Seus constantes ataques à mídia de modo geral (como se viu ontem) e, por vezes, a jornalistas em particular, cumprem simultaneamente diversas funções como: intimidar, desacreditar, desviar atenção em momentos de vulnerabilidade do governo, mobilizar apoiadores, renovar engajamento em torno da figura do líder e dos valores por ele defendido (pauta moral, de costumes) e, como sempre, ganhar visibilidade.

Muitas vezes, os recuos se tornam necessários pois, embora opere nos limites, não raramente atinge o intolerável. Mas o recuo nem sempre é derrota pois sempre atende a algumas das funções dessa comunicação, especialmente visibilidade e engajamento.
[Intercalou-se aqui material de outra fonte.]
//! Rose garden showcase
//!
//! No input and no ending. A rose walks a square while spinning and pulsing
//! in size; a butterfly follows it around.

use glam::Vec2;

use crate::assets::TextureKey;
use crate::settings::{ArcadeConfig, ShowcaseConfig};
use crate::sim::{Entity, EntityId, EntityKind, Motion, Patrol, Scene, Steering};

#[derive(Debug, Clone)]
pub struct Showcase {
    rose: EntityId,
    butterfly: EntityId,
    growing: bool,
    /// Steps since the pulse last changed direction
    pulse_counter: u32,
    cfg: ShowcaseConfig,
}

impl Showcase {
    pub fn setup(scene: &mut Scene, config: &ArcadeConfig) -> Self {
        let cfg = config.showcase.clone();

        // Scenery that walks a fixed route
        let rose = scene.spawn(
            Entity::new(EntityKind::Static, cfg.rose_start, Vec2::ONE)
                .with_motion(Motion::Steered)
                .passable()
                .with_speed(cfg.rose_speed)
                .with_texture(TextureKey::Rose)
                .with_steering(Steering::Patrol(Patrol::square(cfg.rose_leg_time)), None),
        );
        let butterfly = scene.spawn(
            Entity::new(EntityKind::Chaser, cfg.butterfly_start, Vec2::ONE)
                .with_speed(cfg.butterfly_speed)
                .with_texture(TextureKey::Butterfly)
                .with_steering(Steering::DirectChase, Some(rose)),
        );

        Self {
            rose,
            butterfly,
            growing: true,
            pulse_counter: 0,
            cfg,
        }
    }

    pub fn rose(&self) -> EntityId {
        self.rose
    }

    pub fn butterfly(&self) -> EntityId {
        self.butterfly
    }

    #[inline]
    pub fn growing(&self) -> bool {
        self.growing
    }

    /// Spin and pulse the rose
    pub fn after_step(&mut self, scene: &mut Scene, dt: f32) {
        self.pulse_counter += 1;
        if self.pulse_counter >= self.cfg.pulse_steps {
            self.growing = !self.growing;
            self.pulse_counter = 0;
        }

        let factor = if self.growing {
            self.cfg.grow_factor
        } else {
            self.cfg.shrink_factor
        };
        if let Some(rose) = scene.get_mut(self.rose) {
            rose.rotation += self.cfg.spin_rate * dt;
            rose.scale *= factor;
        }
    }
}

#[cfg(test)]
mod tests {
    use super::*;
    use crate::consts::SIM_DT;
    use crate::sim::step_entities;

    fn run(steps: usize) -> (Scene, Showcase) {
        let mut scene = Scene::default();
        let mut showcase = Showcase::setup(&mut scene, &ArcadeConfig::default());
        for _ in 0..steps {
            step_entities(&mut scene, SIM_DT);
            showcase.after_step(&mut scene, SIM_DT);
        }
        (scene, showcase)
    }

    #[test]
    fn test_rose_is_walking_scenery() {
        let mut scene = Scene::default();
        let showcase = Showcase::setup(&mut scene, &ArcadeConfig::default());
        assert_eq!(scene.count_active(EntityKind::Chaser), 1);
        let rose = scene.get(showcase.rose()).expect("rose");
        assert_eq!(rose.kind, EntityKind::Static);
        assert_eq!(rose.motion, Motion::Steered);
        assert!(!rose.solid);
        assert!(rose.target.is_none());
    }

    #[test]
    fn test_rose_walks_right_first() {
        let (scene, showcase) = run(60);
        let rose = scene.get(showcase.rose()).expect("rose");
        assert!((rose.pos.x - (-1.0)).abs() < 1e-3);
        assert!((rose.pos.y - (-2.5)).abs() < 1e-5);
        assert!((rose.rotation - 1.0).abs() < 1e-3);
    }

    #[test]
    fn test_pulse_flips_every_forty_steps() {
        let (scene, showcase) = run(39);
        assert!(showcase.growing());
        let scale = scene.get(showcase.rose()).expect("rose").scale.x;
        assert!((scale - 1.01f32.powi(39)).abs() < 1e-3);

        let (_, showcase) = run(40);
        assert!(!showcase.growing());
        let (_, showcase) = run(80);
        assert!(showcase.growing());
    }

    #[test]
    fn test_butterfly_follows_rose() {
        let mut scene = Scene::default();
        let mut showcase = Showcase::setup(&mut scene, &ArcadeConfig::default());
        let (rose_id, butterfly_id) = (showcase.rose(), showcase.butterfly());
        let gap = |scene: &Scene| {
            let rose = scene.position(rose_id).expect("rose");
            let butterfly = scene.position(butterfly_id).expect("butterfly");
            rose.distance(butterfly)
        };
        let start = gap(&scene);
        for _ in 0..120 {
            step_entities(&mut scene, SIM_DT);
            showcase.after_step(&mut scene, SIM_DT);
        }
        assert!(gap(&scene) < start);
    }
}
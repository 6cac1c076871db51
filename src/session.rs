//! Main-loop context
//!
//! A `Session` owns everything one running game needs: the scene, the game
//! rules, the fixed-timestep clock and the input state. The host calls
//! `handle_event` for every platform event and `frame` once per display frame,
//! then draws `draw_list()`.

use crate::games::{Game, GameKind, HudLine};
use crate::input::{InputEvent, Key, KeyState, TickInput};
use crate::render::{self, DrawCommand, FontAtlas};
use crate::settings::ArcadeConfig;
use crate::sim::{Bounds, FixedTimestep, Outcome, Scene, step_entities};

pub struct Session {
    scene: Scene,
    game: Game,
    clock: FixedTimestep,
    keys: KeyState,
    /// One-shot presses waiting for the next step
    pending: TickInput,
    running: bool,
    paused: bool,
    font: FontAtlas,
    atlas_dim: u32,
}

impl Session {
    pub fn new(kind: GameKind, config: &ArcadeConfig) -> Self {
        let mut scene = Scene::new(Bounds::centered(config.world.half_width, config.world.half_height));
        let game = Game::setup(kind, &mut scene, config);
        let ts = &config.timestep;
        log::info!("Starting {} with {} entities", kind.title(), scene.entities.len());

        Self {
            scene,
            game,
            clock: FixedTimestep::new(ts.hz, ts.max_substeps, ts.max_frame_time),
            keys: KeyState::new(),
            pending: TickInput::default(),
            running: true,
            paused: false,
            font: FontAtlas::from(&config.font),
            atlas_dim: config.animation.atlas_dim,
        }
    }

    pub fn kind(&self) -> GameKind {
        self.game.kind()
    }

    pub fn scene(&self) -> &Scene {
        &self.scene
    }

    pub fn scene_mut(&mut self) -> &mut Scene {
        &mut self.scene
    }

    pub fn game(&self) -> &Game {
        &self.game
    }

    pub fn clock(&self) -> &FixedTimestep {
        &self.clock
    }

    #[inline]
    pub fn is_running(&self) -> bool {
        self.running
    }

    #[inline]
    pub fn is_paused(&self) -> bool {
        self.paused
    }

    pub fn outcome(&self) -> Option<Outcome> {
        self.game.outcome()
    }

    /// Feed one platform event
    pub fn handle_event(&mut self, event: InputEvent) {
        match event {
            InputEvent::Quit | InputEvent::KeyDown(Key::Q) | InputEvent::KeyDown(Key::Escape) => {
                if self.running {
                    log::info!("Quit requested");
                }
                self.running = false;
            }
            InputEvent::KeyDown(key) => {
                self.keys.press(key);
                self.pending.note_press(key);
            }
            InputEvent::KeyUp(key) => self.keys.release(key),
        }
    }

    /// Advance to wall-clock time `now` (seconds). Runs as many fixed steps
    /// as the clock hands out and returns how many were simulated.
    pub fn frame(&mut self, now: f64) -> u32 {
        let steps = self.clock.advance(now);
        if !self.running {
            return 0;
        }

        let mut simulated = 0;
        for _ in 0..steps {
            let input = self.next_input();
            // Clear one-shot inputs after processing
            self.pending.clear_one_shots();
            if self.step(&input) {
                simulated += 1;
            }
        }
        simulated
    }

    /// Run one fixed step with the given input. Returns false if the
    /// simulation is paused or the game is already over.
    pub fn step(&mut self, input: &TickInput) -> bool {
        if input.pause {
            self.paused = !self.paused;
            log::info!("{}", if self.paused { "Paused" } else { "Resumed" });
        }
        if self.paused || self.game.outcome().is_some() {
            return false;
        }

        let dt = self.clock.dt();
        self.game.apply_input(&mut self.scene, input, dt);
        step_entities(&mut self.scene, dt);
        self.game.after_step(&mut self.scene, dt);
        true
    }

    /// Held keys plus any pending one-shot presses
    fn next_input(&self) -> TickInput {
        TickInput {
            toggle_ai: self.pending.toggle_ai,
            ball_count: self.pending.ball_count,
            pause: self.pending.pause,
            ..TickInput::from_keys(&self.keys)
        }
    }

    pub fn hud(&self) -> Vec<HudLine> {
        self.game.hud()
    }

    /// Sprites in id order, then HUD text on top
    pub fn draw_list(&self) -> Vec<DrawCommand> {
        let mut commands = render::draw_list(&self.scene, self.atlas_dim);
        commands.extend(render::hud_commands(&self.hud(), &self.font));
        commands
    }

    /// Scene state as JSON
    pub fn snapshot(&self) -> Result<String, serde_json::Error> {
        serde_json::to_string(&self.scene)
    }
}

#[cfg(test)]
mod tests {
    use super::*;

    fn pong() -> Session {
        Session::new(GameKind::Pong, &ArcadeConfig::default())
    }

    #[test]
    fn test_first_frame_runs_nothing() {
        let mut session = pong();
        assert_eq!(session.frame(100.0), 0);
        assert_eq!(session.frame(100.0 + 1.0 / 30.0), 2);
        assert_eq!(session.scene().time_ticks, 2);
    }

    #[test]
    fn test_quit_stops_simulation() {
        let mut session = pong();
        session.frame(0.0);
        session.handle_event(InputEvent::Quit);
        assert!(!session.is_running());
        assert_eq!(session.frame(0.1), 0);
        assert_eq!(session.scene().time_ticks, 0);
    }

    #[test]
    fn test_one_shot_applies_once() {
        let mut session = pong();
        session.frame(0.0);
        session.handle_event(InputEvent::KeyDown(Key::T));
        session.handle_event(InputEvent::KeyUp(Key::T));
        session.frame(0.05);
        match session.game() {
            Game::Pong(pong) => assert!(pong.ai_enabled()),
            _ => unreachable!(),
        }
        session.frame(0.1);
        match session.game() {
            Game::Pong(pong) => assert!(pong.ai_enabled()),
            _ => unreachable!(),
        }
    }

    #[test]
    fn test_one_shot_waits_for_a_step() {
        let mut session = pong();
        session.frame(0.0);
        session.handle_event(InputEvent::KeyDown(Key::Num3));
        // Too short for a step: the press stays pending
        assert_eq!(session.frame(0.001), 0);
        session.frame(0.02);
        assert_eq!(session.scene().count_active(crate::sim::EntityKind::Ball), 3);
    }

    #[test]
    fn test_pause_freezes_scene() {
        let mut session = pong();
        session.frame(0.0);
        session.handle_event(InputEvent::KeyDown(Key::P));
        assert_eq!(session.frame(0.1), 0);
        assert!(session.is_paused());
        let ticks = session.scene().time_ticks;
        assert_eq!(session.frame(0.2), 0);
        assert_eq!(session.scene().time_ticks, ticks);

        session.handle_event(InputEvent::KeyDown(Key::P));
        assert!(session.frame(0.3) > 0);
        assert!(!session.is_paused());
    }

    #[test]
    fn test_draw_list_and_snapshot() {
        let session = pong();
        // Two paddles and one ball
        assert_eq!(session.draw_list().len(), 3);
        let json = session.snapshot().expect("snapshot");
        let scene: Scene = serde_json::from_str(&json).expect("parse");
        assert_eq!(scene.entities.len(), session.scene().entities.len());
    }
}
Desde o fatídico resultado da eleição presidencial brasileira de 2018 muitas análises e cenários foram produzidos, ora tratando da resiliência das instituições democráticas do país (pesos e contrapesos),  ora da apatia e/ou desarticulação dos atores identificados com as “forças progressistas” da sociedade diante de combinação de variáveis adversas. No dia de hoje, como reação ao deprimente e preocupante espetáculo assistido ontem em cadeia nacional,  as análises tem girado em torno da reconhecida necessidade de identificação de instrumento adequado para a interrupção do atual estado de coisas no tocante ao comando político do país.

Confrontado com a evolução da pandemia do coronavírus no país e as consequências danosas que acarretará, ao povo brasileiro e suas instituições está posto um desafio adicional para o qual não se havia preparado e cujas ações de enfrentamento só alcançarão êxito se pensadas e empreendidas tendo em perspectiva as consequências de curto, médio e longo prazos, e que sejam estrategicamente superiores às do insidioso adversário que, embora desprovido de muitas qualidades, neste momento ainda dispõe de recursos exclusivos de poder e faz do contexto de incerteza e da irresponsabilidade  e desprezo pela vida humana vantagem tática.

A dubiedade caracterizadora da ação do troll não deve ser interpretada como fraqueza ou desorientação, ele pode se beneficiar inclusive do que pareça ser uma derrota pois veio se aprimorando no jogo da simulação.

Arnaldo Cardoso, cientista político.